==== INPUT MATERIAL ====
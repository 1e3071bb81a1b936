//! In-memory mutations of the document table.
//!
//! Two operations: a validated append fed by the entry form, and the
//! unvalidated bulk replace behind the grid editor. Neither touches disk;
//! persistence is an explicit save.

use chrono::Local;
use thiserror::Error;

use crate::models::record::{DocumentRecord, DocumentTable, DraftRecord};

#[derive(Error, Debug)]
pub enum ValidationError {
    #[error("Required field is empty: {field}")]
    MissingRequiredField { field: String },
}

/// Validates a draft and appends it to the table.
///
/// Required fields are checked in column order and the first empty one is
/// reported. Status may stay blank; either date falls back to today.
pub fn add(
    table: &mut DocumentTable,
    draft: DraftRecord,
) -> Result<DocumentRecord, ValidationError> {
    if draft.file_name.is_empty() {
        return Err(missing("File Name"));
    }
    if draft.doc_ref.is_empty() {
        return Err(missing("Doc Ref"));
    }
    if draft.document_title.is_empty() {
        return Err(missing("Document Title"));
    }
    let Some(discipline) = draft.discipline else {
        return Err(missing("Discipline"));
    };
    if draft.file_type.is_empty() {
        return Err(missing("File Type"));
    }
    if draft.project.is_empty() {
        return Err(missing("Project"));
    }
    if draft.originator.is_empty() {
        return Err(missing("Originator"));
    }
    if draft.project_stage.is_empty() {
        return Err(missing("Project Stage"));
    }

    let today = Local::now().date_naive();
    let record = DocumentRecord {
        file_name: draft.file_name,
        doc_ref: draft.doc_ref,
        document_title: draft.document_title,
        status: draft.status,
        discipline,
        file_type: draft.file_type,
        rev_date: draft.rev_date.unwrap_or(today),
        delivery_date: draft.delivery_date.unwrap_or(today),
        project: draft.project,
        originator: draft.originator,
        project_stage: draft.project_stage,
    };
    table.push(record.clone());
    Ok(record)
}

/// Swaps in an externally edited table wholesale.
///
/// No validation happens on this path; the grid editor is trusted as-is.
/// Callers wanting the presence rule enforced run `validate_table` first.
pub fn replace_all(table: &mut DocumentTable, edited: DocumentTable) {
    tracing::info!(
        "Replacing document table: {} -> {} rows",
        table.len(),
        edited.len()
    );
    *table = edited;
}

/// Presence check over a whole table, for the strict replace path.
///
/// The record type already guarantees Discipline and both dates, so only
/// the required text columns can be blank after a bulk edit.
pub fn validate_table(table: &DocumentTable) -> Result<(), ValidationError> {
    for record in table.records() {
        for (field, value) in [
            ("File Name", &record.file_name),
            ("Doc Ref", &record.doc_ref),
            ("Document Title", &record.document_title),
            ("File Type", &record.file_type),
            ("Project", &record.project),
            ("Originator", &record.originator),
            ("Project Stage", &record.project_stage),
        ] {
            if value.is_empty() {
                return Err(missing(field));
            }
        }
    }
    Ok(())
}

fn missing(field: &str) -> ValidationError {
    tracing::warn!("Rejected document row: {field} is empty");
    ValidationError::MissingRequiredField {
        field: field.into(),
    }
}

// ─── Tests ────────────────────────────────────────────────────────────────────

#[cfg(test)]
mod tests {
    use super::*;
    use crate::models::enums::{Discipline, Status};
    use chrono::NaiveDate;

    fn make_draft() -> DraftRecord {
        DraftRecord {
            file_name: "A1.pdf".into(),
            doc_ref: "DOC-001".into(),
            document_title: "Site Plan".into(),
            status: None,
            discipline: Some(Discipline::Civil),
            file_type: "pdf".into(),
            rev_date: None,
            delivery_date: None,
            project: "P1".into(),
            originator: "J. Smith".into(),
            project_stage: "Design".into(),
        }
    }

    fn make_record(doc_ref: &str) -> DocumentRecord {
        DocumentRecord {
            file_name: "B2.dwg".into(),
            doc_ref: doc_ref.into(),
            document_title: "Elevation".into(),
            status: Some(Status::Approved),
            discipline: Discipline::Architecture,
            file_type: "dwg".into(),
            rev_date: NaiveDate::from_ymd_opt(2025, 3, 1).unwrap(),
            delivery_date: NaiveDate::from_ymd_opt(2025, 3, 8).unwrap(),
            project: "P2".into(),
            originator: "M. Lee".into(),
            project_stage: "Construction".into(),
        }
    }

    #[test]
    fn add_appends_and_returns_record() {
        let mut table = DocumentTable::new();

        let record = add(&mut table, make_draft()).unwrap();

        assert_eq!(table.len(), 1);
        assert_eq!(table.records()[0], record);
        assert_eq!(record.file_name, "A1.pdf");
        assert_eq!(record.doc_ref, "DOC-001");
        assert_eq!(record.discipline, Discipline::Civil);
        assert!(record.status.is_none());
    }

    #[test]
    fn add_defaults_dates_to_today() {
        let mut table = DocumentTable::new();
        let today = Local::now().date_naive();

        let record = add(&mut table, make_draft()).unwrap();

        assert_eq!(record.rev_date, today);
        assert_eq!(record.delivery_date, today);
    }

    #[test]
    fn add_keeps_explicit_dates() {
        let mut table = DocumentTable::new();
        let mut draft = make_draft();
        draft.rev_date = NaiveDate::from_ymd_opt(2024, 11, 2);
        draft.delivery_date = NaiveDate::from_ymd_opt(2024, 12, 24);

        let record = add(&mut table, draft).unwrap();

        assert_eq!(record.rev_date, NaiveDate::from_ymd_opt(2024, 11, 2).unwrap());
        assert_eq!(
            record.delivery_date,
            NaiveDate::from_ymd_opt(2024, 12, 24).unwrap()
        );
    }

    #[test]
    fn add_rejects_each_missing_required_field() {
        let cases: Vec<(&str, fn(&mut DraftRecord))> = vec![
            ("File Name", |d| d.file_name.clear()),
            ("Doc Ref", |d| d.doc_ref.clear()),
            ("Document Title", |d| d.document_title.clear()),
            ("Discipline", |d| d.discipline = None),
            ("File Type", |d| d.file_type.clear()),
            ("Project", |d| d.project.clear()),
            ("Originator", |d| d.originator.clear()),
            ("Project Stage", |d| d.project_stage.clear()),
        ];

        for (field, blank) in cases {
            let mut table = DocumentTable::new();
            let mut draft = make_draft();
            blank(&mut draft);

            let err = add(&mut table, draft).unwrap_err();
            let ValidationError::MissingRequiredField { field: reported } = err;
            assert_eq!(reported, field);
            assert_eq!(table.len(), 0);
        }
    }

    #[test]
    fn add_appends_after_existing_rows() {
        let mut table = DocumentTable::new();
        table.push(make_record("DOC-100"));

        add(&mut table, make_draft()).unwrap();

        assert_eq!(table.len(), 2);
        assert_eq!(table.records()[1].doc_ref, "DOC-001");
    }

    #[test]
    fn duplicate_doc_refs_are_allowed() {
        let mut table = DocumentTable::new();

        add(&mut table, make_draft()).unwrap();
        add(&mut table, make_draft()).unwrap();

        assert_eq!(table.len(), 2);
        assert_eq!(table.records()[0].doc_ref, table.records()[1].doc_ref);
    }

    #[test]
    fn replace_all_swaps_contents() {
        let mut table = DocumentTable::new();
        table.push(make_record("DOC-100"));

        let mut edited = DocumentTable::new();
        edited.push(make_record("DOC-200"));
        edited.push(make_record("DOC-201"));
        replace_all(&mut table, edited);

        assert_eq!(table.len(), 2);
        assert_eq!(table.records()[0].doc_ref, "DOC-200");
    }

    #[test]
    fn replace_all_accepts_blank_fields() {
        let mut table = DocumentTable::new();

        let mut bad = make_record("DOC-300");
        bad.project.clear();
        let mut edited = DocumentTable::new();
        edited.push(bad);
        replace_all(&mut table, edited);

        // the unvalidated path takes the row as-is
        assert_eq!(table.len(), 1);
        assert!(table.records()[0].project.is_empty());
    }

    #[test]
    fn validate_table_reports_blank_column() {
        let mut table = DocumentTable::new();
        table.push(make_record("DOC-301"));
        let mut bad = make_record("DOC-302");
        bad.originator.clear();
        table.push(bad);

        let err = validate_table(&table).unwrap_err();
        let ValidationError::MissingRequiredField { field } = err;
        assert_eq!(field, "Originator");
    }

    #[test]
    fn validate_table_passes_clean_table() {
        let mut table = DocumentTable::new();
        table.push(make_record("DOC-303"));

        assert!(validate_table(&table).is_ok());
    }
}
====
→ **YOUR ASSIGNMENT**:
Pull out all lines from the listing that contain the string "crate".

→ **YOUR RESPONSE**:
use crate::models::record::{DocumentRecord, DocumentTable, DraftRecord};
    use crate::models::enums::{Discipline, Status};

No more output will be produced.